Marouan, représentant régional de Union Indépendant, à la tête de l’une des associations de commerçants de la ville ainsi qu’à la tête du nouveau syndicat SCIH, abonde : « La préfecture ne peut pas, d’un côté, délivrer une autorisation de travail à un salarié et, de l’autre, prétendre que ce même salarié n’est pas autorisé à travailler afin d’ordonner la fermeture d’un établissement pendant deux mois, au risque de faire déposer le bilan à l’une des sociétés les plus anciennes de la ville et, par ricochet, de mettre au chômage une quinzaine de salariés ».
Un mouvement qui entend peser lors des élections de la CCI
Le SCIH déplore par ailleurs : « Ces dernières années, nous avons vu se multiplier les ‘fermetures spectacles’, largement médiatisées et mises en scène sur les réseaux sociaux. Mais ici, nous ne sommes pas face à une structure opaque ou à un commerce fictif. Nous parlons d’une entreprise historique, déclarée, employant une quinzaine de salariés, avec des contrats de travail, des bulletins de salaire et des autorisations délivrées par l’administration elle-même. Que les autorités locales luttent contre les véritables fraudeurs ne nous dérange pas, bien au contraire : nous les soutenons dans ce combat et les en remercions vivement. En revanche, ce qui nous dérange profondément, c’est que des commerçants honnêtes, des entreprises historiques et des employeurs déclarés soient mis dans le même sac que ceux qui contournent réellement les règles. Cette décision du Tribunal administratif est un signal fort ».

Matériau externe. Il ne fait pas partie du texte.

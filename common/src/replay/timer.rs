use std::time::Duration;

use tokio::runtime::Handle;
use tokio::sync::mpsc;
use tokio::task::JoinHandle;
use tokio::time::{Instant, MissedTickBehavior};

pub const DEFAULT_REPLAY_INTERVAL: Duration = Duration::from_millis(1000);

#[derive(Debug, Clone, Copy, PartialEq, Eq)]
pub enum ReplayCommand {
    Pause,
    Resume,
    Stop,
}

#[derive(Debug, Clone, Copy, PartialEq, Eq)]
pub struct ReplayTick;

/// Fixed-interval auto-advance for replay playback. Dropping the handle cancels the task.
pub struct ReplayTimer {
    command_tx: mpsc::UnboundedSender<ReplayCommand>,
    handle: JoinHandle<()>,
}

impl ReplayTimer {
    pub fn spawn(
        runtime: &Handle,
        interval: Duration,
    ) -> (Self, mpsc::UnboundedReceiver<ReplayTick>) {
        let (command_tx, command_rx) = mpsc::unbounded_channel();
        let (tick_tx, tick_rx) = mpsc::unbounded_channel();
        let handle = runtime.spawn(run_replay_timer(interval, command_rx, tick_tx));

        (Self { command_tx, handle }, tick_rx)
    }

    pub fn pause(&self) {
        let _ = self.command_tx.send(ReplayCommand::Pause);
    }

    pub fn resume(&self) {
        let _ = self.command_tx.send(ReplayCommand::Resume);
    }

    pub fn stop(&self) {
        let _ = self.command_tx.send(ReplayCommand::Stop);
    }
}

impl Drop for ReplayTimer {
    fn drop(&mut self) {
        self.handle.abort();
    }
}

async fn run_replay_timer(
    interval: Duration,
    mut command_rx: mpsc::UnboundedReceiver<ReplayCommand>,
    tick_tx: mpsc::UnboundedSender<ReplayTick>,
) {
    let mut tick_timer = tokio::time::interval_at(Instant::now() + interval, interval);
    tick_timer.set_missed_tick_behavior(MissedTickBehavior::Delay);
    let mut is_paused = false;

    loop {
        tokio::select! {
            _ = tick_timer.tick(), if !is_paused => {
                if tick_tx.send(ReplayTick).is_err() {
                    break;
                }
            }
            command = command_rx.recv() => {
                match command {
                    Some(ReplayCommand::Pause) => {
                        is_paused = true;
                    }
                    Some(ReplayCommand::Resume) => {
                        is_paused = false;
                        tick_timer.reset();
                    }
                    Some(ReplayCommand::Stop) | None => {
                        break;
                    }
                }
            }
        }
    }
}

#[cfg(test)]
mod tests {
    use super::*;

    #[tokio::test(start_paused = true)]
    async fn test_ticks_every_interval() {
        let start = Instant::now();
        let (timer, mut ticks) = ReplayTimer::spawn(&Handle::current(), DEFAULT_REPLAY_INTERVAL);

        assert_eq!(ticks.recv().await, Some(ReplayTick));
        assert!(start.elapsed() >= Duration::from_millis(1000));

        assert_eq!(ticks.recv().await, Some(ReplayTick));
        assert!(start.elapsed() >= Duration::from_millis(2000));

        timer.stop();
        assert_eq!(ticks.recv().await, None);
    }

    #[tokio::test(start_paused = true)]
    async fn test_pause_suppresses_ticks_until_resume() {
        let (timer, mut ticks) = ReplayTimer::spawn(&Handle::current(), DEFAULT_REPLAY_INTERVAL);
        timer.pause();

        let waited = tokio::time::timeout(Duration::from_secs(5), ticks.recv()).await;
        assert!(waited.is_err());

        timer.resume();
        let resumed = tokio::time::timeout(Duration::from_millis(1500), ticks.recv()).await;
        assert_eq!(resumed, Ok(Some(ReplayTick)));
    }

    #[tokio::test(start_paused = true)]
    async fn test_drop_cancels_timer() {
        let (timer, mut ticks) = ReplayTimer::spawn(&Handle::current(), DEFAULT_REPLAY_INTERVAL);
        drop(timer);
        assert_eq!(ticks.recv().await, None);
    }
}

Le SCIH, syndicat fraîchement lancé par des commerçants montpelliérains, continue de se structurer. Entouré de professionnels, de commerçants, d’étaliers, de responsables de marchés et accompagné juridiquement par Maître Florent Laroque, le mouvement rassemble des adhérents déterminés à « faire entendre une autre voix du commerce local ». Le mouvement entend désormais peser dans le débat économique local et compte bien prendre toute sa place à l’approche des prochaines échéances consulaires de la CCI…. A noter, l’audience au fond concernant l’établissement Le Souk du Maghreb se tiendra prochainement.